Opposing aging-related shift of excitatory dopamine D1 and inhibitory D3 receptor protein expression in striatum and spinal cord.

Abstract

Normal aging is associated with a decrease in motor function, a concomitant increase in muscle stiffness and tone, and a decrease in dopamine (DA) levels in the spinal cord. The striatum plays a critical role in the control of motor function, and it receives strong DA innervation from the substantia nigra. However, locomotor activity also requires the activation of motoneurons in the lumbar spinal cord, which in the mouse express all five DA receptor subtypes (D1-D5). Of these, the D3 receptor (D3R) expresses the highest affinity to DA and mediates inhibitory actions, while activation of the lower-affinity D1 receptor (D1R) system promotes excitatory effects.

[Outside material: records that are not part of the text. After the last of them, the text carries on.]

//! In-memory fixtures shared by the unit tests of this crate.

use std::sync::{Arc, Mutex};
use std::time::Duration;

use async_trait::async_trait;
use chrono::{DateTime, TimeZone, Utc};

use tidewatch_core::config::AppConfig;
use tidewatch_core::error::AppError;
use tidewatch_core::events::{EventKind, Room};
use tidewatch_core::result::AppResult;
use tidewatch_core::traits::{
    DeliveryFailure, EmailGateway, EventPublisher, ManualClock, PushContent, PushGateway,
    SmsGateway,
};
use tidewatch_core::types::GeoPoint;
use tidewatch_database::Database;
use tidewatch_entity::Severity;
use tidewatch_entity::alert::CreateAlert;
use tidewatch_entity::environment::EnvironmentalReading;
use tidewatch_entity::report::{AiAnalysis, Report, ReportType, SubmitReport};
use tidewatch_entity::user::{CreateUser, NotificationPreferences, User, UserRole};
use tidewatch_oracle::ScoringOracle;

use crate::context::RequestContext;
use crate::notification::Gateways;
use crate::state::Services;

/// Captures every published event.
#[derive(Debug, Default)]
pub struct RecordingPublisher {
    events: Mutex<Vec<(Room, EventKind, serde_json::Value)>>,
}

impl RecordingPublisher {
    pub fn kinds(&self) -> Vec<EventKind> {
        self.events.lock().unwrap().iter().map(|(_, k, _)| *k).collect()
    }

    pub fn count(&self, kind: EventKind) -> usize {
        self.kinds().into_iter().filter(|k| *k == kind).count()
    }

    pub fn rooms_for(&self, kind: EventKind) -> Vec<Room> {
        self.events
            .lock()
            .unwrap()
            .iter()
            .filter(|(_, k, _)| *k == kind)
            .map(|(r, _, _)| *r)
            .collect()
    }
}

impl EventPublisher for RecordingPublisher {
    fn publish(&self, room: &Room, kind: EventKind, payload: serde_json::Value) {
        self.events.lock().unwrap().push((*room, kind, payload));
    }
}

/// How a recording gateway answers.
#[derive(Debug, Clone, Copy, PartialEq, Eq)]
pub enum Behavior {
    Succeed,
    Fail,
    Hang,
}

/// Records every gateway call; each channel can be told to fail or hang.
#[derive(Debug)]
pub struct RecordingGateway {
    pub push: Mutex<Behavior>,
    pub sms: Mutex<Behavior>,
    pub email: Mutex<Behavior>,
    calls: Mutex<Vec<(&'static str, String)>>,
}

impl Default for RecordingGateway {
    fn default() -> Self {
        Self {
            push: Mutex::new(Behavior::Succeed),
            sms: Mutex::new(Behavior::Succeed),
            email: Mutex::new(Behavior::Succeed),
            calls: Mutex::new(Vec::new()),
        }
    }
}

impl RecordingGateway {
    pub fn calls(&self, channel: &str) -> usize {
        self.calls
            .lock()
            .unwrap()
            .iter()
            .filter(|(c, _)| *c == channel)
            .count()
    }

    pub fn total_calls(&self) -> usize {
        self.calls.lock().unwrap().len()
    }

    async fn answer(&self, channel: &'static str, behavior: Behavior, target: &str) -> Result<(), DeliveryFailure> {
        self.calls
            .lock()
            .unwrap()
            .push((channel, target.to_string()));
        match behavior {
            Behavior::Succeed => Ok(()),
            Behavior::Fail => Err(DeliveryFailure::Unavailable(format!("{channel} down"))),
            Behavior::Hang => {
                tokio::time::sleep(Duration::from_secs(3600)).await;
                Ok(())
            }
        }
    }
}

#[async_trait]
impl PushGateway for RecordingGateway {
    async fn send_push(&self, target: &str, _content: &PushContent) -> Result<(), DeliveryFailure> {
        let behavior = *self.push.lock().unwrap();
        self.answer("push", behavior, target).await
    }
}

#[async_trait]
impl SmsGateway for RecordingGateway {
    async fn send_sms(&self, number: &str, _text: &str) -> Result<(), DeliveryFailure> {
        let behavior = *self.sms.lock().unwrap();
        self.answer("sms", behavior, number).await
    }
}

#[async_trait]
impl EmailGateway for RecordingGateway {
    async fn send_email(&self, address: &str, _subject: &str, _body: &str) -> Result<(), DeliveryFailure> {
        let behavior = *self.email.lock().unwrap();
        self.answer("email", behavior, address).await
    }
}

/// An oracle that returns a fixed confidence for every report.
#[derive(Debug)]
pub struct ScriptedOracle {
    pub confidence: Mutex<Option<f64>>,
    pub threats: Mutex<Vec<CreateAlert>>,
}

impl ScriptedOracle {
    pub fn with_confidence(confidence: f64) -> Self {
        Self {
            confidence: Mutex::new(Some(confidence)),
            threats: Mutex::new(Vec::new()),
        }
    }

    pub fn failing() -> Self {
        Self {
            confidence: Mutex::new(None),
            threats: Mutex::new(Vec::new()),
        }
    }
}

#[async_trait]
impl ScoringOracle for ScriptedOracle {
    async fn analyze_report(&self, _report: &Report) -> AppResult<AiAnalysis> {
        let confidence = *self.confidence.lock().unwrap();
        match confidence {
            Some(confidence) => Ok(analysis(confidence)),
            None => Err(AppError::external_service("oracle offline")),
        }
    }

    async fn analyze_global_threats(
        &self,
        _readings: &[EnvironmentalReading],
    ) -> AppResult<Vec<CreateAlert>> {
        Ok(self.threats.lock().unwrap().clone())
    }

    fn name(&self) -> &'static str {
        "scripted"
    }
}

pub fn analysis(confidence: f64) -> AiAnalysis {
    AiAnalysis {
        severity_score: 100.0,
        confidence,
        tags: vec!["water".to_string()],
        credibility: 70.0,
        predicted_severity: Some(Severity::Critical),
        model_version: "scripted".to_string(),
        analyzed_at: start(),
    }
}

/// 2026-03-10 06:00 UTC.
pub fn start() -> DateTime<Utc> {
    Utc.with_ymd_and_hms(2026, 3, 10, 6, 0, 0).unwrap()
}

/// Chennai coastline.
pub fn coast() -> GeoPoint {
    GeoPoint::new(80.28, 13.08).unwrap()
}

/// A point roughly `km` kilometres north of [`coast`].
pub fn north_of_coast(km: f64) -> GeoPoint {
    GeoPoint::new(80.28, 13.08 + km / 111.2).unwrap()
}

pub struct Harness {
    pub services: Services,
    pub db: Database,
    pub clock: Arc<ManualClock>,
    pub publisher: Arc<RecordingPublisher>,
    pub gateway: Arc<RecordingGateway>,
    pub oracle: Arc<ScriptedOracle>,
}

impl Harness {
    pub async fn new() -> Self {
        Self::with_oracle(ScriptedOracle::with_confidence(50.0)).await
    }

    pub async fn with_oracle(oracle: ScriptedOracle) -> Self {
        let mut config = AppConfig::default();
        config.notifications.batch_delay_ms = 10;
        config.notifications.channel_timeout_ms = 200;
        config.oracle.timeout_ms = 500;
        Self::with_config(config, oracle).await
    }

    pub async fn with_config(config: AppConfig, oracle: ScriptedOracle) -> Self {
        let db = Database::in_memory();
        let clock = Arc::new(ManualClock::new(start()));
        let publisher = Arc::new(RecordingPublisher::default());
        let gateway = Arc::new(RecordingGateway::default());
        let oracle = Arc::new(oracle);
        let gateways = Gateways {
            push: gateway.clone(),
            sms: gateway.clone(),
            email: gateway.clone(),
        };
        let services = Services::build(
            config,
            db.clone(),
            oracle.clone(),
            gateways,
            publisher.clone(),
            clock.clone(),
        )
        .await
        .unwrap();
        Self {
            services,
            db,
            clock,
            publisher,
            gateway,
            oracle,
        }
    }

    pub async fn user_at(&self, email: &str, location: GeoPoint, preferences: NotificationPreferences) -> User {
        self.services
            .users
            .register(CreateUser {
                name: "Test User".to_string(),
                email: email.to_string(),
                phone: Some("+919800000000".to_string()),
                device_token: Some(format!("device-{email}")),
                role: UserRole::Citizen,
                location,
                preferences,
            })
            .await
            .unwrap()
    }

    pub async fn citizen(&self, email: &str) -> User {
        self.user_at(email, coast(), NotificationPreferences::default()).await
    }

    pub async fn expert(&self, email: &str) -> RequestContext {
        let user = self
            .services
            .users
            .register(CreateUser {
                name: "Expert".to_string(),
                email: email.to_string(),
                phone: None,
                device_token: None,
                role: UserRole::Expert,
                location: GeoPoint::new(0.0, 0.0).unwrap(),
                preferences: NotificationPreferences {
                    push: false,
                    sms: false,
                    email: false,
                    community_reports: false,
                },
            })
            .await
            .unwrap();
        RequestContext::new(user.id, UserRole::Expert)
    }
}

pub fn ctx(user: &User) -> RequestContext {
    RequestContext::new(user.id, user.role)
}

pub fn submission(report_type: ReportType, severity: Severity, attachments: usize) -> SubmitReport {
    SubmitReport {
        report_type,
        severity,
        title: "Water rising at the pier".to_string(),
        description: "Sea water is flooding the road next to the pier".to_string(),
        location: coast(),
        attachments: (0..attachments)
            .map(|i| tidewatch_entity::report::Attachment {
                filename: format!("photo-{i}.jpg"),
                mime_type: "image/jpeg".to_string(),
                size_bytes: 1024,
                url: format!("s3://reports/photo-{i}.jpg"),
            })
            .collect(),
    }
}

pub fn alert_spec(severity: Severity, radius_km: f64) -> CreateAlert {
    CreateAlert {
        threat_type: tidewatch_entity::alert::ThreatType::Cyclone,
        severity,
        title: "Cyclone approaching".to_string(),
        description: "Strong winds expected along the coast".to_string(),
        center: coast(),
        radius_km,
        confidence: 70.0,
        ai_prediction: false,
        related_alerts: Vec::new(),
        source_report: None,
        recommendations: Vec::new(),
        evacuation_zones: Vec::new(),
        ttl_hours: None,
    }
}

pub fn reading(station: &str, wind_speed_kmh: f64, pressure_hpa: f64) -> EnvironmentalReading {
    use tidewatch_core::types::ReadingId;
    use tidewatch_entity::environment::{CURRENT_SCHEMA_VERSION, ReadingPayload, WeatherObservation};

    EnvironmentalReading {
        id: ReadingId::new(),
        station_id: station.to_string(),
        location: coast(),
        schema_version: CURRENT_SCHEMA_VERSION,
        recorded_at: start(),
        payload: ReadingPayload::Weather(WeatherObservation {
            wind_speed_kmh,
            pressure_hpa,
            temperature_c: Some(29.0),
            humidity_pct: Some(80.0),
            visibility_km: None,
        }),
    }
}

To test whether the aging-related decrease in DA levels is associated with corresponding changes in DA receptor protein expression levels, we probed with Western blot and immunohistochemical techniques for D1R and D3R protein expression levels over the normal life span of the mouse. We found that with age D1R expression levels increased in both striatum and spinal cord, while D3R expression levels remained stable in the striatum or slightly decreased in the spinal cord. The resulting D1-to-D3 ratio indicates a strong upregulation of D1R-mediated pathways in old animals, which is particularly pronounced in the lumbar spinal cord. These data suggest that aging may be associated with a shift in DA-mediated pathways in striatum and spinal cord, which in turn could be an underlying factor in the emergence of aging- and DA-related motor dysfunctions such as Parkinson's disease or Restless Legs Syndrome (RLS).